### [Record set]
◇ ◇ ◇ ◇
use sqlx::MySqlConnection;
use sqlx::types::Json;

use crate::csv_import::Insertable;
use crate::error::AppResult;
use crate::model::attendance_record::{ATTENDANCE_SOURCE, AttendanceRecord, NewAttendanceRecord};
use crate::utils::db_utils::{ColumnKind, Patchable};

use super::RecordTable;

pub struct Attendance;

impl RecordTable for Attendance {
    const TABLE: &'static str = "attendance_records";
    const PATCHABLE: Patchable = &[
        ("employee_id", ColumnKind::Id),
        ("employee_number", ColumnKind::Text),
        ("employee_name", ColumnKind::Text),
        ("period_start", ColumnKind::Date),
        ("period_end", ColumnKind::Date),
        ("work_days", ColumnKind::Int),
        ("total_work_time", ColumnKind::Duration),
        ("regular_work_time", ColumnKind::Duration),
        ("actual_work_time", ColumnKind::Duration),
        ("overtime_work_time", ColumnKind::Duration),
        ("late_night_work_time", ColumnKind::Duration),
        ("holiday_work_time", ColumnKind::Duration),
        ("paid_leave_used", ColumnKind::Decimal),
        ("paid_leave_remaining", ColumnKind::Decimal),
        ("absence_days", ColumnKind::Int),
        ("tardiness_count", ColumnKind::Int),
        ("early_leave_count", ColumnKind::Int),
    ];
    type Row = AttendanceRecord;
}

impl Insertable for NewAttendanceRecord {
    async fn insert(&self, conn: &mut MySqlConnection) -> Result<u64, sqlx::Error> {
        let result = sqlx::query(
            r#"
            INSERT INTO attendance_records
            (calculation_period_id, employee_id, employee_number, employee_name,
             period_start, period_end, work_days,
             total_work_time, regular_work_time, actual_work_time,
             overtime_work_time, late_night_work_time, holiday_work_time,
             paid_leave_used, paid_leave_remaining,
             absence_days, tardiness_count, early_leave_count,
             data_source, raw_data)
            VALUES (?, ?, ?, ?, ?, ?, ?, ?, ?, ?, ?, ?, ?, ?, ?, ?, ?, ?, ?, ?)
            "#,
        )
        .bind(self.calculation_period_id)
        .bind(self.employee_id)
        .bind(&self.employee_number)
        .bind(&self.employee_name)
        .bind(self.period_start)
        .bind(self.period_end)
        .bind(self.work_days)
        .bind(&self.total_work_time)
        .bind(&self.regular_work_time)
        .bind(&self.actual_work_time)
        .bind(&self.overtime_work_time)
        .bind(&self.late_night_work_time)
        .bind(&self.holiday_work_time)
        .bind(self.paid_leave_used)
        .bind(self.paid_leave_remaining)
        .bind(self.absence_days)
        .bind(self.tardiness_count)
        .bind(self.early_leave_count)
        .bind(ATTENDANCE_SOURCE)
        .bind(self.raw_data.clone().map(Json))
        .execute(conn)
        .await?;
        Ok(result.last_insert_id())
    }
}

/// Every attendance row of the period, oldest first.
pub async fn list_for_period(
    conn: &mut MySqlConnection,
    calculation_period_id: u64,
) -> AppResult<Vec<AttendanceRecord>> {
    let rows = sqlx::query_as::<_, AttendanceRecord>(
        "SELECT * FROM attendance_records WHERE calculation_period_id = ? ORDER BY id",
    )
    .bind(calculation_period_id)
    .fetch_all(conn)
    .await?;
    Ok(rows)
}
◇ ◇ ◇ ◇
### [Instructions to follow]
Word for word, write out every entry shown above.

### [Reply]
use sqlx::MySqlConnection;
use sqlx::types::Json;

use crate::csv_import::Insertable;
use crate::error::AppResult;
use crate::model::attendance_record::{ATTENDANCE_SOURCE, AttendanceRecord, NewAttendanceRecord};
use crate::utils::db_utils::{ColumnKind, Patchable};

use super::RecordTable;

pub struct Attendance;

impl RecordTable for Attendance {
    const TABLE: &'static str = "attendance_records";
    const PATCHABLE: Patchable = &[
        ("employee_id", ColumnKind::Id),
        ("employee_number", ColumnKind::Text),
        ("employee_name", ColumnKind::Text),
        ("period_start", ColumnKind::Date),
        ("period_end", ColumnKind::Date),
        ("work_days", ColumnKind::Int),
        ("total_work_time", ColumnKind::Duration),
        ("regular_work_time", ColumnKind::Duration),
        ("actual_work_time", ColumnKind::Duration),
        ("overtime_work_time", ColumnKind::Duration),
        ("late_night_work_time", ColumnKind::Duration),
        ("holiday_work_time", ColumnKind::Duration),
        ("paid_leave_used", ColumnKind::Decimal),
        ("paid_leave_remaining", ColumnKind::Decimal),
        ("absence_days", ColumnKind::Int),
        ("tardiness_count", ColumnKind::Int),
        ("early_leave_count", ColumnKind::Int),
    ];
    type Row = AttendanceRecord;
}

impl Insertable for NewAttendanceRecord {
    async fn insert(&self, conn: &mut MySqlConnection) -> Result<u64, sqlx::Error> {
        let result = sqlx::query(
            r#"
            INSERT INTO attendance_records
            (calculation_period_id, employee_id, employee_number, employee_name,
             period_start, period_end, work_days,
             total_work_time, regular_work_time, actual_work_time,
             overtime_work_time, late_night_work_time, holiday_work_time,
             paid_leave_used, paid_leave_remaining,
             absence_days, tardiness_count, early_leave_count,
             data_source, raw_data)
            VALUES (?, ?, ?, ?, ?, ?, ?, ?, ?, ?, ?, ?, ?, ?, ?, ?, ?, ?, ?, ?)
            "#,
        )
        .bind(self.calculation_period_id)
        .bind(self.employee_id)
        .bind(&self.employee_number)
        .bind(&self.employee_name)
        .bind(self.period_start)
        .bind(self.period_end)
        .bind(self.work_days)
        .bind(&self.total_work_time)
        .bind(&self.regular_work_time)
        .bind(&self.actual_work_time)
        .bind(&self.overtime_work_time)
        .bind(&self.late_night_work_time)
        .bind(&self.holiday_work_time)
        .bind(self.paid_leave_used)
        .bind(self.paid_leave_remaining)
        .bind(self.absence_days)
        .bind(self.tardiness_count)
        .bind(self.early_leave_count)
        .bind(ATTENDANCE_SOURCE)
        .bind(self.raw_data.clone().map(Json))
        .execute(conn)
        .await?;
        Ok(result.last_insert_id())
    }
}

/// Every attendance row of the period, oldest first.
pub async fn list_for_period(
    conn: &mut MySqlConnection,
    calculation_period_id: u64,
) -> AppResult<Vec<AttendanceRecord>> {
    let rows = sqlx::query_as::<_, AttendanceRecord>(
        "SELECT * FROM attendance_records WHERE calculation_period_id = ? ORDER BY id",
    )
    .bind(calculation_period_id)
    .fetch_all(conn)
    .await?;
    Ok(rows)
}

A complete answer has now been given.